South Charlotte

Cooking pancakes as a way to help increase prevention

Tammi Brady was only 37 when she lost her husband, Dave Anstadt, 43, to pancreatic cancer.

Now, nine years later, Brady is teaming with Applebee's restaurant to host a pancake breakfast to raise funds for pancreatic cancer research.

Anstadt was diagnosed only two months before the disease took his life Aug. 5, 2002, leaving behind Brady and their two children, ages 5 and 8. It was a tough time for the family, said Brady, and life wasn't good.

"It's just such an ugly disease," Brady, now 46, said. "I don't want anyone else to have to deal with it."

When she heard about Applebee's Flapjack Fundraisers, she knew it was a perfect way to honor Anstadt's memory.

"He used to help make breakfast for our church's men's group sometimes, and one time he tried to make pancakes when he went camping but he forgot the syrup," Brady said, laughing.

The money Brady raises from the breakfast will go to the Lustgarten Foundation for Pancreatic Cancer. Because Cablevision Systems Corp. underwrites the Lustgarten Foundation's administrative expenses, 100 percent of every donation received goes directly to pancreatic cancer research.
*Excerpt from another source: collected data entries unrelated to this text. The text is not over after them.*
//! Blocking HTTP facade over a shared async client.
//!
//! The museum APIs are called strictly sequentially, so the async reqwest
//! client is driven through a small shared tokio runtime and exposed as a
//! sync interface. Timeouts are whatever the client enforces; there is no
//! retry layer.

use std::sync::LazyLock;
use std::time::Duration;

use serde::de::DeserializeOwned;

use crate::error::FetchError;

const CONNECT_TIMEOUT: Duration = Duration::from_secs(30);
const REQUEST_TIMEOUT: Duration = Duration::from_secs(60);

/// Shared async HTTP client with connection pooling.
static SHARED_CLIENT: LazyLock<reqwest::Client> = LazyLock::new(|| {
    reqwest::Client::builder()
        .connect_timeout(CONNECT_TIMEOUT)
        .timeout(REQUEST_TIMEOUT)
        .user_agent(concat!("museline/", env!("CARGO_PKG_VERSION")))
        .build()
        .expect("failed to build HTTP client")
});

/// Shared tokio runtime for HTTP operations.
pub static SHARED_RUNTIME: LazyLock<tokio::runtime::Runtime> = LazyLock::new(|| {
    tokio::runtime::Builder::new_multi_thread()
        .worker_threads(2)
        .enable_all()
        .build()
        .expect("failed to build tokio runtime")
});

/// Get shared HTTP client.
pub fn http_client() -> &'static reqwest::Client {
    &SHARED_CLIENT
}

/// Blocking GET returning deserialized JSON.
///
/// `query` pairs are appended to the URL (the Harvard API key travels
/// this way). Non-200 statuses map to [`FetchError::Http`]; a body that
/// fails to deserialize maps to [`FetchError::Malformed`].
pub fn get_json<T: DeserializeOwned>(
    url: &str,
    query: &[(&str, String)],
) -> Result<T, FetchError> {
    let text = SHARED_RUNTIME.handle().block_on(async {
        let resp = http_client()
            .get(url)
            .query(query)
            .send()
            .await
            .and_then(|r| r.error_for_status())
            .map_err(FetchError::from_reqwest)?;
        resp.text().await.map_err(FetchError::from_reqwest)
    })?;

    serde_json::from_str(&text).map_err(|e| FetchError::malformed(e.to_string()))
}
Brady found out about Applebee's fundraiser when she attended one a few months ago to support a friend's cause. Applebee's provides the location, food, cooks, tickets and flyer template, asking for a return of only $1.85 per $7 ticket.

The fundraiser host - in this case, Brady - will provide the hosts and hostesses, servers and busboys. She also will advertise the pancake breakfast and sell tickets.

"Any charitable group can sign up with them," Brady said. "It's only on Saturday mornings, and it happens in a limited area."

Brady, a homemaker with a hand in many charitable organizations, has lived in the Ballantyne area for nearly six years. She moved from Maryland after remarrying. Fortunately for Brady, North Carolina is one of only three states where Applebee's offers the Flapjack Fundraisers.

"We talk about Dave a lot, and my current husband is very supportive," said Brady.

According to Brady, Anstadt was a big guy who was very sweet, gentle and soft-spoken. When she wanted an office, he built her one. When she wanted a finished basement for the kids to play in, he finished the basement.

He worked hard at his job in telecommunications but took time to be with his family and enjoy the outdoors on camping trips.

"He was a wonderful man," said Brady.

Their children, now 14 and 17, also are thrilled about the fundraiser in their father's honor.

"The kids are trying to spread the word among their friends, and a lot of them will be volunteering with the hosting and all of that," said Brady.

Brady hopes to sell at least 200 tickets, which would mean $1,030 would go to the Lustgarten Foundation.